== EXERCISE ==
The number of lines in the entries below holding the word "WorkspaceState" is all that is needed here.

Segment Open

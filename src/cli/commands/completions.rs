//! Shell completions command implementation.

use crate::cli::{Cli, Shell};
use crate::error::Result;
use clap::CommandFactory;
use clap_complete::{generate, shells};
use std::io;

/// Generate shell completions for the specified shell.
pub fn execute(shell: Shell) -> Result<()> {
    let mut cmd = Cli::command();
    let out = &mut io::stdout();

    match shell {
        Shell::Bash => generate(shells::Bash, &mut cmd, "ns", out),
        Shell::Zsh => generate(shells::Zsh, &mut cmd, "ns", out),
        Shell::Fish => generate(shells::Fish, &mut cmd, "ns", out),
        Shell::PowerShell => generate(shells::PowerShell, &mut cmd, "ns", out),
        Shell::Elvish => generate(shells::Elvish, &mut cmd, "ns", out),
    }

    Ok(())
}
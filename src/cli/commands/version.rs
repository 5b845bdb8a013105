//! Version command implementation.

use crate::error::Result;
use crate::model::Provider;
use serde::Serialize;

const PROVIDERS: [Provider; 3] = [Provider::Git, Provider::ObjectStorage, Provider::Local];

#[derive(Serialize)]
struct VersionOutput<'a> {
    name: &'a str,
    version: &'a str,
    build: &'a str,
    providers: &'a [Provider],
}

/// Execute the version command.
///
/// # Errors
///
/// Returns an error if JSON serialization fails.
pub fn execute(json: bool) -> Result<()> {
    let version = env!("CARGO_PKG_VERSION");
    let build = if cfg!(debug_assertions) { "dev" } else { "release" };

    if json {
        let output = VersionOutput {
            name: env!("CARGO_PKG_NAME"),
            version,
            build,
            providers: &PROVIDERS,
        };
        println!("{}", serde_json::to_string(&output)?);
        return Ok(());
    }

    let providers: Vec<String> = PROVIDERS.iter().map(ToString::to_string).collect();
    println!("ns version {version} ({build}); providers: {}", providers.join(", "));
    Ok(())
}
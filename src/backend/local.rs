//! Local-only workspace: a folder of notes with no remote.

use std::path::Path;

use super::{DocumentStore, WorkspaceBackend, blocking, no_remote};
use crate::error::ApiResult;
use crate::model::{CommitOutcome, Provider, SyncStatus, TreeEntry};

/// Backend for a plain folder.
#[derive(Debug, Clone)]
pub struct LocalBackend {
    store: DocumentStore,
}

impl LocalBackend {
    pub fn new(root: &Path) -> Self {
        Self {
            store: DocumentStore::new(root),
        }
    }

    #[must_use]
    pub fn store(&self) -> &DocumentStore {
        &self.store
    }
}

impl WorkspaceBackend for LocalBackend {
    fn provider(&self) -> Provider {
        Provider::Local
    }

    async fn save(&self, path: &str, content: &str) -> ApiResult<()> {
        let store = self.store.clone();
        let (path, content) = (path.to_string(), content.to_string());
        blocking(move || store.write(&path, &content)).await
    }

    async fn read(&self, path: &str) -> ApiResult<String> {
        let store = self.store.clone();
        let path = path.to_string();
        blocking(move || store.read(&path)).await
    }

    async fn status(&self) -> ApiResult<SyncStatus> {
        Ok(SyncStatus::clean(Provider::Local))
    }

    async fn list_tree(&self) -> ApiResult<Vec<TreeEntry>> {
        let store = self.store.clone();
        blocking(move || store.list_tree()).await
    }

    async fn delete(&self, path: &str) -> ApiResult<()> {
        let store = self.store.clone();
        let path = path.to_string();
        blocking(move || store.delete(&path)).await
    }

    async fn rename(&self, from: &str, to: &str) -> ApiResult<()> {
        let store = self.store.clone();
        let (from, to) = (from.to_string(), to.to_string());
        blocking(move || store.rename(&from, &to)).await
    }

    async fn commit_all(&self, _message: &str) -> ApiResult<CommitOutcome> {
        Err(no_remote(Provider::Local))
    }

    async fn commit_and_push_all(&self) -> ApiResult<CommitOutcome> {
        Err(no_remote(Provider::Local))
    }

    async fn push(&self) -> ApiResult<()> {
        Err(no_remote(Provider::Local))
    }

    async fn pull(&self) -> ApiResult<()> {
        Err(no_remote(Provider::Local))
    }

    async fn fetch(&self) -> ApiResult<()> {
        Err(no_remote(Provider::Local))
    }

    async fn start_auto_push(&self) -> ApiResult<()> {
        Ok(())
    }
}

Segment Closed
Segment Open

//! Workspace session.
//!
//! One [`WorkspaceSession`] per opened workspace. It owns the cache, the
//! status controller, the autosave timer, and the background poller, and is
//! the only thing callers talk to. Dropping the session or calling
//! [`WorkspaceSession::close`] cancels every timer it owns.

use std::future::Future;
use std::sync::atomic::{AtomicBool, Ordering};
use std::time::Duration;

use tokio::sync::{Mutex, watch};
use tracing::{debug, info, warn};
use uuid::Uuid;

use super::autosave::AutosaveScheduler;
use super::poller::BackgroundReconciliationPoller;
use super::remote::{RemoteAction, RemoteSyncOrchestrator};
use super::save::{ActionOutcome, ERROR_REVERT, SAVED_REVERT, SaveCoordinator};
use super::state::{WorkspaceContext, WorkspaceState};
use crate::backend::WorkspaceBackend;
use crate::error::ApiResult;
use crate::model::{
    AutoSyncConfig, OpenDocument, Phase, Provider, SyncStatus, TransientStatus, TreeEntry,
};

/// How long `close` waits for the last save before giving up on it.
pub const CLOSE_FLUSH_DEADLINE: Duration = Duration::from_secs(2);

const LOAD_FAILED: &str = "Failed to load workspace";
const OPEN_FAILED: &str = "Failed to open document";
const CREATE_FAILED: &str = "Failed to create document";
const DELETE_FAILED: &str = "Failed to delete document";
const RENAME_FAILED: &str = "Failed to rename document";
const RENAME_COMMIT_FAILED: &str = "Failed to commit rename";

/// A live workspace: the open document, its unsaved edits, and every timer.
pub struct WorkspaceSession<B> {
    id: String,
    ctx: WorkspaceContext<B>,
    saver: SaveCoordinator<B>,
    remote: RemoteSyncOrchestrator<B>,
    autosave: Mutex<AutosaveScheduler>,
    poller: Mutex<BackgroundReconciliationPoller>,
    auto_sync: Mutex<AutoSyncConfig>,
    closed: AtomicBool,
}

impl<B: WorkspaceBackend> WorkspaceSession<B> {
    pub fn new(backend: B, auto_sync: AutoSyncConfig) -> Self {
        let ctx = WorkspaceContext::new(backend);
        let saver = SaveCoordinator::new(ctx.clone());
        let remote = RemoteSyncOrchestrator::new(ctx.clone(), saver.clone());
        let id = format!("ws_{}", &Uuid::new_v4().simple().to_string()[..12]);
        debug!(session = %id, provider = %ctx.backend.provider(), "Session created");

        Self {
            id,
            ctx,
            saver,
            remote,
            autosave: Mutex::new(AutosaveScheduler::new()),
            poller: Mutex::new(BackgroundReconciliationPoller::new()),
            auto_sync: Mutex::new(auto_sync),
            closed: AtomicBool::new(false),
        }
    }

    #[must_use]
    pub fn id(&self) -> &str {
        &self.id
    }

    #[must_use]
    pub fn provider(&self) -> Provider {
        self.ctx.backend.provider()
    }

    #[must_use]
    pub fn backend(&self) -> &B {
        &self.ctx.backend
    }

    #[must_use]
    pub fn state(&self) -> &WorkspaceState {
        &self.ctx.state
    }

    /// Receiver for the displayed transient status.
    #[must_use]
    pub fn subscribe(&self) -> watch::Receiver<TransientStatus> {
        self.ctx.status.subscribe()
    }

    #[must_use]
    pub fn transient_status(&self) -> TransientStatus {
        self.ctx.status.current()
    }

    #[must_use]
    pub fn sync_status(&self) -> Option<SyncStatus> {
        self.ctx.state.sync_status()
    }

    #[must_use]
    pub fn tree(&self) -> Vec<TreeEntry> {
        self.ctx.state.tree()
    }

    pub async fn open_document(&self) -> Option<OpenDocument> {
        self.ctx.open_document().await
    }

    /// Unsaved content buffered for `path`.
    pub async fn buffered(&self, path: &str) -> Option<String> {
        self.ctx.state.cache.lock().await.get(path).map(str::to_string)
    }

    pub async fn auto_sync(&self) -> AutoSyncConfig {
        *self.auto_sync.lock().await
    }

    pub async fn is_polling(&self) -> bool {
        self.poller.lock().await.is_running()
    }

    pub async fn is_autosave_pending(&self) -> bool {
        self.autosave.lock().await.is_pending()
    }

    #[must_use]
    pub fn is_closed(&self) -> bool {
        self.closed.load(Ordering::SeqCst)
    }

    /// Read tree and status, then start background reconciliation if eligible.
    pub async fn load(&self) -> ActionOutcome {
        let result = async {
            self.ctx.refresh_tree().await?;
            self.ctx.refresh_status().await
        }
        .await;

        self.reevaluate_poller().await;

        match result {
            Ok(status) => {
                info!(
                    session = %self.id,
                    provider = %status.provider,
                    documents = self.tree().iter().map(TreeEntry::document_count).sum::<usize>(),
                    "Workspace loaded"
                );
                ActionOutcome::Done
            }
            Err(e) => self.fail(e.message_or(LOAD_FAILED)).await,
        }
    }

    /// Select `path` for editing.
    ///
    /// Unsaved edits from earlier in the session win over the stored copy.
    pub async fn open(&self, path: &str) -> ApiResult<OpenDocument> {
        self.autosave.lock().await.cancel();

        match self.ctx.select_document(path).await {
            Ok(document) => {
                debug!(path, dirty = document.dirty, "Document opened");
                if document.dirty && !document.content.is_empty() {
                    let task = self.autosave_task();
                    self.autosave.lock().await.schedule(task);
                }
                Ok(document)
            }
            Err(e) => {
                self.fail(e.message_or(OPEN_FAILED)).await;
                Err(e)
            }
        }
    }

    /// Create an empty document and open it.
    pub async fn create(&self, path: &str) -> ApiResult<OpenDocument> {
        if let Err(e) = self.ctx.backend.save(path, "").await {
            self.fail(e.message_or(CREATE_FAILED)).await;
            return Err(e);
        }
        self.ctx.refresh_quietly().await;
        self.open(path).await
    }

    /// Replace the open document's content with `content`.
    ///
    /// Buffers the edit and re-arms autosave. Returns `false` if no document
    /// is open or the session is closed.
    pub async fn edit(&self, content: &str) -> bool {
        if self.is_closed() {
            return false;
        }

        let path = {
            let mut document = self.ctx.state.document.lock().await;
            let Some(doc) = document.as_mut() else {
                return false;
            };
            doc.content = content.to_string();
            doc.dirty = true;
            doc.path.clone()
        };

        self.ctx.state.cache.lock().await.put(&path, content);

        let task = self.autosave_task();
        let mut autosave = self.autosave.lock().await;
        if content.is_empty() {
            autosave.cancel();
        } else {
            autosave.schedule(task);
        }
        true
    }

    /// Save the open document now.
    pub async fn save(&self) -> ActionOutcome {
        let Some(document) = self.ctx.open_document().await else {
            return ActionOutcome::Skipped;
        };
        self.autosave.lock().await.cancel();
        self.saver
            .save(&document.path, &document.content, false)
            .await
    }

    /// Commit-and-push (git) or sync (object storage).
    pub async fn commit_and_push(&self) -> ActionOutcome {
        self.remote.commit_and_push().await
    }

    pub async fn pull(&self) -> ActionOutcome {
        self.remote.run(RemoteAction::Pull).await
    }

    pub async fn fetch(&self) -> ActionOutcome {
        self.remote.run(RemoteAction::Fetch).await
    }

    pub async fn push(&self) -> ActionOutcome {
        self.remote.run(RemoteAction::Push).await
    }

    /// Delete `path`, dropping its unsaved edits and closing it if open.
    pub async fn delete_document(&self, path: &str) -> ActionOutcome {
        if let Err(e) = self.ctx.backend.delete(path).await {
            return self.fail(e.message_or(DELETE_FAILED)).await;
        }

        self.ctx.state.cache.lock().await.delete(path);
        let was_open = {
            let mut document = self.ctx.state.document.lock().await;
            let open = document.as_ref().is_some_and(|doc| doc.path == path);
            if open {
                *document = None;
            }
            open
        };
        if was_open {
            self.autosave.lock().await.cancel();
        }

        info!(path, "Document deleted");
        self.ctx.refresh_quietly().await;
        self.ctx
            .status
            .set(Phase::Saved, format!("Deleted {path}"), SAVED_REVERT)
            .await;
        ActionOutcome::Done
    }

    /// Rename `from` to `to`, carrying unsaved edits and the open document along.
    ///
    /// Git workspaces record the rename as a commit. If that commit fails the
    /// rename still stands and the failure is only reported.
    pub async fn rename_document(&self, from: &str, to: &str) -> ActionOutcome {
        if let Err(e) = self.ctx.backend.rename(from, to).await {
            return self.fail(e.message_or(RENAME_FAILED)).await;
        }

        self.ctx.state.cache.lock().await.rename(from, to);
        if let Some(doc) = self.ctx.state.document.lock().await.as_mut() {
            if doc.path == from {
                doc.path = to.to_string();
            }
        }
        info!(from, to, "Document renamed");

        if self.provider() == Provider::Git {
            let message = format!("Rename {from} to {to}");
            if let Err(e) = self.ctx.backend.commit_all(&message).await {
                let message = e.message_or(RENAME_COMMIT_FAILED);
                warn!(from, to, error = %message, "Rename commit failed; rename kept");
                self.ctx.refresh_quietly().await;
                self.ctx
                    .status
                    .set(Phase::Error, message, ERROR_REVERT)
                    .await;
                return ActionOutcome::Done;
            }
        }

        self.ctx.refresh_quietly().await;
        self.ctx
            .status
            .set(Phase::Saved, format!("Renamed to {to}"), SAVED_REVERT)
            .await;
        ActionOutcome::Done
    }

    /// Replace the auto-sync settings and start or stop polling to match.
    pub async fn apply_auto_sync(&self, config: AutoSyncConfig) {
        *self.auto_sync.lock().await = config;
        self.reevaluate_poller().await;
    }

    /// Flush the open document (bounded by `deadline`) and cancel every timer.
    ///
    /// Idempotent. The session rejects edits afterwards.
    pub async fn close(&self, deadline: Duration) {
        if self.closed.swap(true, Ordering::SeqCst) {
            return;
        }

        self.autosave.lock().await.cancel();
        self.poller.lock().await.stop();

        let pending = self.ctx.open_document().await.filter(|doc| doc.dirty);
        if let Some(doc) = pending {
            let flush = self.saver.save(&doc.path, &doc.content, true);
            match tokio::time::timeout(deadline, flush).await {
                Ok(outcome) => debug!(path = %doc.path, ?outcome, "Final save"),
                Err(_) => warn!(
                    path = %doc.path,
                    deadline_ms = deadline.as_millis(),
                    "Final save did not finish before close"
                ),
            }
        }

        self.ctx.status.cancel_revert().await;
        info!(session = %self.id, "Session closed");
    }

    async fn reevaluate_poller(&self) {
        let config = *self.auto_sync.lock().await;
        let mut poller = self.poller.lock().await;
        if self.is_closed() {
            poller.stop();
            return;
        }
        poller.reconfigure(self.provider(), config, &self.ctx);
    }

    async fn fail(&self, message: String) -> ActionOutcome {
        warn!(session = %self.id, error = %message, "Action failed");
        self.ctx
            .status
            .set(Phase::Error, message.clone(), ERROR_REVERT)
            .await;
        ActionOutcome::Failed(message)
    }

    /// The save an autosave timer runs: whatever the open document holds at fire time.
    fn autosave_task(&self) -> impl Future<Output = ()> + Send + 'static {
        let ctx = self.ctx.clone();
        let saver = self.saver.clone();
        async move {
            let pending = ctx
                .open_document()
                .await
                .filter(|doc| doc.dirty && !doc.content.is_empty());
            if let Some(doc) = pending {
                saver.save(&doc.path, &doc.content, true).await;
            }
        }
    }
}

Segment Closed

== WRITTEN RESPONSE ==
2